En las gavetas del Congreso permanece desde hace más de un año el proyecto de Ley contra el Nepotismo, que fue introducido para ponerle un límite a la inveterada costumbre de colocar en el poder a los parientes y a los amigos.

¿Acaso esperábamos que quienes han tomado el poder para su provecho iban a aprobar una ley que impide que los familiares y allegados sean nombrados en altos cargos y con la asignación de salarios estratosféricos?

En el cuerpo normativo contra el nepotismo se estipulan delitos y prohibiciones a las cuales un funcionario podría estar sujeto al contratar a sus “prójimos de sangre” en las estructuras de tal o cual dependencia estatal.

Ninguna manera de nepotismo será admitida en los tres Poderes del Estado ni en los entes de tipo público o privado que manejen fondos estatales, propone la iniciativa que deliberadamente ha sido enviada al archivo del Congreso Nacional.

Es un hecho que los políticos que gozan de las mieles del poder no van a permitir que sea aprobada y puesta en vigencia una legislación que penalice la repartición de los cargos en “la intimidad”, la utilización discrecional de los fondos, las negociaciones oscuras en el “marco de la confianza” y otros vicios que prosperan al calor del nepotismo.

Cobijados en la bandera del poder popular, los miembros de la familia Zelaya Castro ha impuesto la pauta para que funcionarios de segunda, tercera y hasta de cuarta categoría también hayan incrustado en la administración pública a su parentela y a su círculo de “camaradas”.

Desde luego, no es una práctica exclusiva de la presente gestión gubernamental.

El nepotismo ha echado raíces en los gobiernos y regímenes del pasado, pero uno de los principales compromisos de quienes asumieron el poder en 2022 fue, justamente, actuar con transparencia, legalidad y legitimidad.

El nombramiento de familiares y de compañeros, afectos y aliados no es precisamente un ejercicio que contribuya a romper los lazos de la corrupción; al contrario, fomenta la opacidad en la gestión pública.

El nepotismo es otra de las caras de la corrupción en nuestro país, esa despreciable confabulación entre personajes que arribaron al poder político y económico que nos cuesta no menos de tres mil millones de dólares anuales.

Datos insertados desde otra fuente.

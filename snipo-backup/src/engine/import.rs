//! Import pipeline: merge a snapshot into the live store.
//!
//! Identifiers are not portable across systems, so every cross-reference is
//! resolved through natural keys: tag and folder names, snippet titles. The
//! import is best-effort by design — individual record failures accumulate
//! in [`ImportResult::errors`] while the pipeline proceeds; there is no
//! all-or-nothing transaction.

use std::collections::{HashMap, HashSet};

use tracing::{debug, info, warn};

use super::{BackupEngine, ImportOptions, ImportStrategy};
use crate::cipher;
use crate::codec;
use crate::error::Result;
use crate::model::{FolderInput, ImportResult, Snapshot, SnippetInput};

/// Mapping from snapshot folder ids to live folder ids, plus the set of
/// snapshot ids whose folders were created by this import run.
struct FolderMapping {
    live_id: HashMap<i64, i64>,
    created: HashSet<i64>,
}

impl BackupEngine {
    /// Import a backup artifact.
    ///
    /// Hard failures — bad password, unrecognized container — abort before
    /// anything is written. Once writing starts, per-record failures are
    /// collected and never abort the run.
    pub async fn import(&self, bytes: &[u8], options: &ImportOptions) -> Result<ImportResult> {
        let opened;
        let payload: &[u8] = match options.password.as_deref().filter(|p| !p.is_empty()) {
            Some(password) => {
                opened = cipher::open(bytes, password)?;
                &opened
            }
            None => bytes,
        };

        let (snapshot, format) = codec::decode(payload)?;
        info!(
            version = %snapshot.version,
            format = %format,
            strategy = %options.strategy,
            snippets = snapshot.snippets.len(),
            tags = snapshot.tags.len(),
            folders = snapshot.folders.len(),
            "Importing snapshot"
        );

        let mut result = ImportResult::default();

        if options.strategy == ImportStrategy::Replace {
            // Point of no return: the wipe is the first mutating step.
            self.snippets.delete_all().await?;
            self.tags.delete_all().await?;
            self.folders.delete_all().await?;
        }

        self.import_tags(&snapshot, &mut result).await?;
        let folders = self.import_folders(&snapshot, &mut result).await?;
        self.import_snippets(&snapshot, &folders, &mut result).await?;

        Ok(result)
    }

    /// Resolve or create every snapshot tag by name.
    ///
    /// A name already live resolves without a write; a name created here is
    /// added to the lookup table so a duplicate within the same snapshot
    /// resolves to it instead of creating a second tag. No snapshot-id to
    /// live-id map is kept for tags: snippets attach tags by name at write
    /// time, so nothing downstream would consume it.
    async fn import_tags(&self, snapshot: &Snapshot, result: &mut ImportResult) -> Result<()> {
        let mut by_name: HashSet<String> = self
            .tags
            .list_all()
            .await?
            .into_iter()
            .map(|t| t.name)
            .collect();

        for tag in &snapshot.tags {
            if by_name.contains(&tag.name) {
                debug!(name = %tag.name, "Tag already exists, resolved by name");
                continue;
            }

            match self.tags.create(&tag.name, &tag.color).await {
                Ok(_) => {
                    by_name.insert(tag.name.clone());
                    result.tags_imported += 1;
                }
                Err(e) => {
                    warn!(name = %tag.name, error = %e, "Tag import failed");
                    result.errors.push(format!("Tag '{}': {}", tag.name, e));
                }
            }
        }

        Ok(())
    }

    /// Resolve or create folders, then restore the hierarchy.
    ///
    /// Two passes: the first creates or resolves every folder with no
    /// parent assignment, building the snapshot-id to live-id map. The
    /// second re-parents only folders this run created — a folder that
    /// already existed keeps whatever parent it already had.
    async fn import_folders(
        &self,
        snapshot: &Snapshot,
        result: &mut ImportResult,
    ) -> Result<FolderMapping> {
        let mut by_name: HashMap<String, i64> = self
            .folders
            .list_all()
            .await?
            .into_iter()
            .map(|f| (f.name, f.id))
            .collect();

        let mut mapping = FolderMapping {
            live_id: HashMap::new(),
            created: HashSet::new(),
        };

        for folder in &snapshot.folders {
            if let Some(&live_id) = by_name.get(&folder.name) {
                mapping.live_id.insert(folder.id, live_id);
                continue;
            }

            let input = FolderInput {
                name: folder.name.clone(),
                icon: folder.icon.clone(),
                sort_order: folder.sort_order,
            };
            match self.folders.create(input).await {
                Ok(created) => {
                    by_name.insert(folder.name.clone(), created.id);
                    mapping.live_id.insert(folder.id, created.id);
                    mapping.created.insert(folder.id);
                    result.folders_imported += 1;
                }
                Err(e) => {
                    warn!(name = %folder.name, error = %e, "Folder import failed");
                    result.errors.push(format!("Folder '{}': {}", folder.name, e));
                }
            }
        }

        for folder in &snapshot.folders {
            let Some(parent_id) = folder.parent_id else {
                continue;
            };
            if !mapping.created.contains(&folder.id) {
                continue;
            }

            let Some(&live_id) = mapping.live_id.get(&folder.id) else {
                continue;
            };
            match mapping.live_id.get(&parent_id) {
                Some(&live_parent) => {
                    if let Err(e) = self.folders.move_folder(live_id, Some(live_parent)).await {
                        warn!(name = %folder.name, error = %e, "Folder re-parent failed");
                        result
                            .errors
                            .push(format!("Folder '{}' parent: {}", folder.name, e));
                    }
                }
                None => {
                    result.errors.push(format!(
                        "Folder '{}': parent {} not found in snapshot",
                        folder.name, parent_id
                    ));
                }
            }
        }

        Ok(mapping)
    }

    /// Create snapshot snippets that do not collide by title.
    ///
    /// `merge` and `skip` both skip on collision; they are kept as distinct
    /// strategies pending a product decision on whether `merge` should
    /// union tags/folders onto the existing snippet.
    async fn import_snippets(
        &self,
        snapshot: &Snapshot,
        folders: &FolderMapping,
        result: &mut ImportResult,
    ) -> Result<()> {
        let mut titles: HashSet<String> = self
            .snippets
            .list_all()
            .await?
            .into_iter()
            .map(|s| s.title)
            .collect();

        for snippet in &snapshot.snippets {
            if titles.contains(&snippet.title) {
                debug!(title = %snippet.title, "Snippet title exists, skipped");
                continue;
            }
            if snippet.title.is_empty() {
                result
                    .errors
                    .push(format!("Snippet {}: missing title", snippet.id));
                continue;
            }

            // Only the first listed folder survives import. Multi-folder
            // membership is dropped so that restores of existing backups
            // keep producing the same result.
            let folder_id = snippet
                .folders
                .first()
                .and_then(|f| folders.live_id.get(&f.id))
                .copied();

            let input = SnippetInput {
                title: snippet.title.clone(),
                description: snippet.description.clone(),
                content: snippet.content.clone(),
                language: snippet.language.clone(),
                is_public: snippet.is_public,
                is_archived: snippet.is_archived,
                folder_id,
                // Attached by name; the store resolves or creates tags at
                // write time.
                tag_names: snippet.tags.iter().map(|t| t.name.clone()).collect(),
                files: snippet.files.clone(),
            };

            match self.snippets.create(input).await {
                Ok(_) => {
                    titles.insert(snippet.title.clone());
                    result.snippets_imported += 1;
                }
                Err(e) => {
                    warn!(title = %snippet.title, error = %e, "Snippet import failed");
                    result
                        .errors
                        .push(format!("Snippet '{}': {}", snippet.title, e));
                }
            }
        }

        Ok(())
    }
}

La repartición entre parientes y “allegados” de beneficios malhabidos o procurados a la sombra de influencias es una vieja plaga que se ha extendido en América Latina, pero es más condenable si es adoptada como una norma en países como Honduras, golpeado por la inequidad social, la pobreza y la corrupción.

Le asiste al pueblo hondureño el derecho legítimo de exigir que la cosa pública sea administrada con transparencia, que haya rendición de cuentas y que al menos se pongan límites al poder ejercido por los “familiones”, en sociedad con “los amigos”.